AIM OF THE EXERCISE | Whenever a line in the data contains "CandidatePart", show that line.

[Source data]
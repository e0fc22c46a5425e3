//! Google Gemini `generateContent` client.

use async_trait::async_trait;
use reqwest::Client;
use serde::{Deserialize, Serialize};
use tracing::debug;

use crate::llm_client::{build_http_client, send_with_retry, LlmError, ModelChoice, ModelClient};

pub const DEFAULT_BASE_URL: &str = "https://generativelanguage.googleapis.com";
pub const DEFAULT_MODEL: &str = "gemini-2.0-flash";

#[derive(Debug, Serialize)]
struct GenerateRequest<'a> {
    contents: Vec<Content<'a>>,
}

#[derive(Debug, Serialize)]
struct Content<'a> {
    role: &'a str,
    parts: Vec<Part<'a>>,
}

#[derive(Debug, Serialize)]
struct Part<'a> {
    text: &'a str,
}

#[derive(Debug, Deserialize)]
pub struct GenerateResponse {
    #[serde(default)]
    pub candidates: Vec<Candidate>,
    #[serde(rename = "usageMetadata")]
    pub usage_metadata: Option<UsageMetadata>,
}

#[derive(Debug, Deserialize)]
pub struct Candidate {
    pub content: Option<CandidateContent>,
}

#[derive(Debug, Deserialize)]
pub struct CandidateContent {
    #[serde(default)]
    pub parts: Vec<CandidatePart>,
}

#[derive(Debug, Deserialize)]
pub struct CandidatePart {
    pub text: Option<String>,
}

#[derive(Debug, Deserialize)]
pub struct UsageMetadata {
    #[serde(rename = "promptTokenCount", default)]
    pub prompt_token_count: u32,
    #[serde(rename = "candidatesTokenCount", default)]
    pub candidates_token_count: u32,
}

impl GenerateResponse {
    /// Concatenates the text parts of the first candidate.
    pub fn text(&self) -> Option<String> {
        let parts = &self.candidates.first()?.content.as_ref()?.parts;
        let text: String = parts.iter().filter_map(|p| p.text.as_deref()).collect();
        (!text.is_empty()).then_some(text)
    }
}

#[derive(Debug, Deserialize)]
struct GeminiError {
    error: GeminiErrorBody,
}

#[derive(Debug, Deserialize)]
struct GeminiErrorBody {
    message: String,
}

#[derive(Clone)]
pub struct GeminiClient {
    client: Client,
    api_key: String,
    model: String,
    base_url: String,
}

impl GeminiClient {
    pub fn new(api_key: String, model: String, base_url: String) -> Result<Self, LlmError> {
        Ok(Self {
            client: build_http_client()?,
            api_key,
            model,
            base_url,
        })
    }

    fn endpoint(&self) -> String {
        format!(
            "{}/v1beta/models/{}:generateContent",
            self.base_url.trim_end_matches('/'),
            self.model
        )
    }
}

#[async_trait]
impl ModelClient for GeminiClient {
    fn provider(&self) -> ModelChoice {
        ModelChoice::Gemini
    }

    async fn call(&self, prompt: &str) -> Result<String, LlmError> {
        let request_body = GenerateRequest {
            contents: vec![Content {
                role: "user",
                parts: vec![Part { text: prompt }],
            }],
        };
        let url = self.endpoint();

        let response = send_with_retry(
            ModelChoice::Gemini,
            || {
                self.client
                    .post(&url)
                    .query(&[("key", self.api_key.as_str())])
                    .json(&request_body)
            },
            |body| {
                serde_json::from_str::<GeminiError>(body)
                    .map(|e| e.error.message)
                    .ok()
            },
        )
        .await?;

        let parsed: GenerateResponse = response.json().await?;

        if let Some(usage) = &parsed.usage_metadata {
            debug!(
                "Gemini call succeeded: input_tokens={}, output_tokens={}",
                usage.prompt_token_count, usage.candidates_token_count
            );
        }

        parsed.text().ok_or(LlmError::EmptyContent)
    }
}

EXERCISE ANSWER |
    pub parts: Vec<CandidatePart>,
pub struct CandidatePart {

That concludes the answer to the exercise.